When I first started work as a GP, one of the most difficult daily tasks was signing sick notes.

I had no training for it, and the problem was not just applying my signature to the form and stating the diagnosis, but making a judgment about how much time off the patient needed before they would be fit for work.

This wasn’t so much of an issue when a patient had suffered a clear and obvious problem, such as pneumonia or following a heart attack, where there is a pretty standard recovery period of some weeks or months.

Sometimes, you’d sense there were other unspoken issues, including, it must be said, an inclination to draw benefits, writes Dr Martin Scurr

The difficulty was when the patient wasn’t raring to go, not desperate to get back to work – or, it must be said, seemed inclined to keep drawing benefits (more on that below).

These patients would be in a state that wouldn’t hold most other people back and, as often as not, you’d sense there were other, unspoken issues.

All of this was even more difficult when the problem was poor mental health.

As doctors we have no diagnostic tests, let alone criteria for assessing the degree of incapacity or suffering of the patient – or how long that might endure.

The only guide is what the patient says they are feeling. And then add the fact that as a GP you’re on the side of the patient, you’re their advocate, concerned about them and hoping, indeed fighting, to help them regain good health and function.

So it’s difficult to challenge what they say they feel, to say no – even when you know they really could manage to go back to work.

For this reason I do understand how we might have ended up, as we are now, with the staggering rise in the number of people out of work due to long-term sickness, with a record high of 2.8 million people, as doctors like me might have just signed on the dotted line.

Some outside the profession might say this is a tick-box culture – it’s anything but, it’s about doctors putting the patient first, and that means you have to trust them rather than stand in judgment.

So the proposed changes to sick notes outlined by the Government last week, where doctors would no longer be tasked with providing them, is welcome.

This will now be a task for specialist work and health professionals who won’t have to face the disagreeable challenge of sitting in judgment over whether those with anxiety or mood disorder – and no formal diagnosis – are capable of working, with no emotion involved.

But to return to the other issue, known to the professionals as ‘plumbus oscillans’, swinging the lead.

A few years ago, I was on a chairlift during a brief skiing holiday and I found myself sitting next to a man younger than myself, possibly in his mid-50s, with one wrist in plaster.

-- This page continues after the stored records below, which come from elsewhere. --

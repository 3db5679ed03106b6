extern crate nalgebra as na;

pub mod error;
pub mod gaussian;
pub mod model;
pub mod mppi;
pub mod pendulum;
pub mod space;
pub mod ukf;

pub use error::{Error, Result};
pub use gaussian::{DiagonalGaussian, Gaussian, GaussianMixture, ParamsDist};
pub use model::{ForwardModel, ParamSet, Uncertainty};
pub use mppi::{Amppi, AmppiConfig, Costs, Outcome, ParamsSampling, Plan};
pub use pendulum::PendulumModel;
pub use space::BoxSpace;
pub use ukf::{MerweScaled, SigmaPointTransform};
use thiserror::Error;

pub type Result<T> = core::result::Result<T, Error>;

#[derive(Debug, Error)]
pub enum Error {
    #[error("invalid value for params sampling: {0:?}")]
    InvalidSampling(String),
    #[error("at least one of the instantaneous or terminal cost functions is required")]
    MissingCostFunction,
    #[error("covariance matrix is not positive definite")]
    NotPositiveDefinite,
    #[error("{what}: expected {expected}, found {found}")]
    ShapeMismatch {
        what: &'static str,
        expected: String,
        found: String,
    },
    #[error("params sampling requires a model with a distribution over its uncertain parameters")]
    MissingUncertainty,
    #[error("rejection sampling exhausted after {attempts} attempts ({accepted}/{requested} accepted)")]
    SamplingExhausted {
        attempts: usize,
        accepted: usize,
        requested: usize,
    },
    #[error("mixture must have matching non-empty components and non-negative weights")]
    InvalidMixture,
    #[error(transparent)]
    Shape(#[from] ndarray::ShapeError),
    #[error("invalid argument: {0}")]
    InvalidArgument(String),
}

impl Error {
    pub(crate) fn shape(what: &'static str, expected: impl ToString, found: impl ToString) -> Self {
        Error::ShapeMismatch {
            what,
            expected: expected.to_string(),
            found: found.to_string(),
        }
    }
}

I commented that I thought it was rather heroic to be heading up the mountain with a fractured wrist, even if it was getting better, and he responded by telling me that six weeks earlier he’d undergone a hip replacement.

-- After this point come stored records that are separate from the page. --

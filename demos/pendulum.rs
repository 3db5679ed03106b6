extern crate nalgebra as na;
use std::f64::consts::PI;

use amppi::{
    Amppi, AmppiConfig, Costs, ForwardModel, MerweScaled, ParamsDist, ParamsSampling,
    PendulumModel, Uncertainty,
};
use ndarray::{array, Array1, ArrayView2};

// cargo run --example pendulum --release -- [none|single|extended|transform]

// 予測ホライゾン
const HORIZON: usize = 20;
// サンプル数
const K: usize = 200;
const LAMBDA: f64 = 1.0;
const NOISE_VAR: f64 = 1.5;

// 真の系のパラメータ (モデルは不確かさを持つ)
const TRUE_MASS: f64 = 1.3;
const TRUE_LENGTH: f64 = 0.9;

const STEPS: usize = 200;

fn angle_normalize(x: f64) -> f64 {
    (x + PI).rem_euclid(2.0 * PI) - PI
}

fn inst_cost(x: ArrayView2<f64>) -> Array1<f64> {
    x.outer_iter()
        .map(|s| angle_normalize(s[0]).powi(2) + 0.1 * s[1].powi(2))
        .collect()
}

fn term_cost(x: ArrayView2<f64>) -> Array1<f64> {
    inst_cost(x) * 10.0
}

fn main() -> anyhow::Result<()> {
    simple_logger::init_with_level(log::Level::Info)?;

    let mode = std::env::args().nth(1).unwrap_or_else(|| "transform".into());
    let params_sampling = match mode.as_str() {
        "transform" => ParamsSampling::transform(MerweScaled::with_dim(2)?),
        other => other.parse()?,
    };

    let dist = ParamsDist::diagonal(na::dvector![1.0, 1.0], na::dvector![0.04, 0.02])?;
    let model = PendulumModel::default()
        .with_uncertainty(Uncertainty::new(["mass", "length"], dist)?)?;
    let plant = PendulumModel::new(PendulumModel::DT, 9.8, TRUE_MASS, TRUE_LENGTH)?;

    let config = AmppiConfig {
        horizon: HORIZON,
        n_samples: K,
        lambda: LAMBDA,
        noise_cov: Some(na::dmatrix![NOISE_VAR]),
        params_sampling,
        params_bounds: (0.1, 5.0),
        ..Default::default()
    };
    log::info!("params sampling: {:?}", config.params_sampling);
    let mut mppi = Amppi::new(
        config,
        model.observation_space(),
        model.action_space().clone(),
        Costs::new(inst_cost, term_cost),
    )?;

    // ログファイルの作成
    std::fs::create_dir_all("logs")?;
    let file_path = format!(
        "logs/pendulum-{mode}-{}.csv",
        chrono::Local::now().format("%Y%m%d-%H%M%S")
    );
    let mut wtr = csv::Writer::from_path(&file_path)?;
    wtr.write_record(["t", "u", "theta", "theta_d", "cost"])?;

    // 真下から振り上げ
    let mut x = array![PI, 0.0];
    let now = std::time::Instant::now();
    for i in 0..STEPS {
        let t = i as f64 * plant.dt();
        let (u, outcome) = mppi.step(&model, x.view())?;
        let next = plant.step(
            x.view().insert_axis(ndarray::Axis(0)),
            u.view().insert_axis(ndarray::Axis(0)),
            None,
        );
        x = next.row(0).to_owned();

        println!(
            "t: {:.2}, u: {:6.2}, x: [{:6.2}, {:5.2}], cost: {:8.2}",
            t,
            u[0],
            angle_normalize(x[0]),
            x[1],
            outcome.cost()
        );
        wtr.write_record(&[
            t.to_string(),
            u[0].to_string(),
            x[0].to_string(),
            x[1].to_string(),
            outcome.cost().to_string(),
        ])?;
    }
    wtr.flush()?;
    println!("elapsed: {:.2} sec", now.elapsed().as_secs_f64());
    println!("log: {file_path}");
    Ok(())
}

I was astonished that he was contemplating skiing.

But he said he was fine, and that he wanted to make the best of his time off as he had a sickness certificate for two months and was determined to enjoy the break (forgive the pun).

Could he not have been back in his workplace?

I would have thought so. But by remonstrating with him I would have been seen as a spoilsport – and this underpins, again, the fact that patients need to see us doctors as being on their side and not their disciplinarian.

My relationships with my patients are treasured – and often hard won. I have no wish to threaten the warmth and trust in me as their doctor and counsellor that would come from having to stand guard over public finances.

It is hard enough to have to ration our medical investigations and prescription costs without having to think of the country’s welfare bill.

I prefer to leave the policing of that to other experts.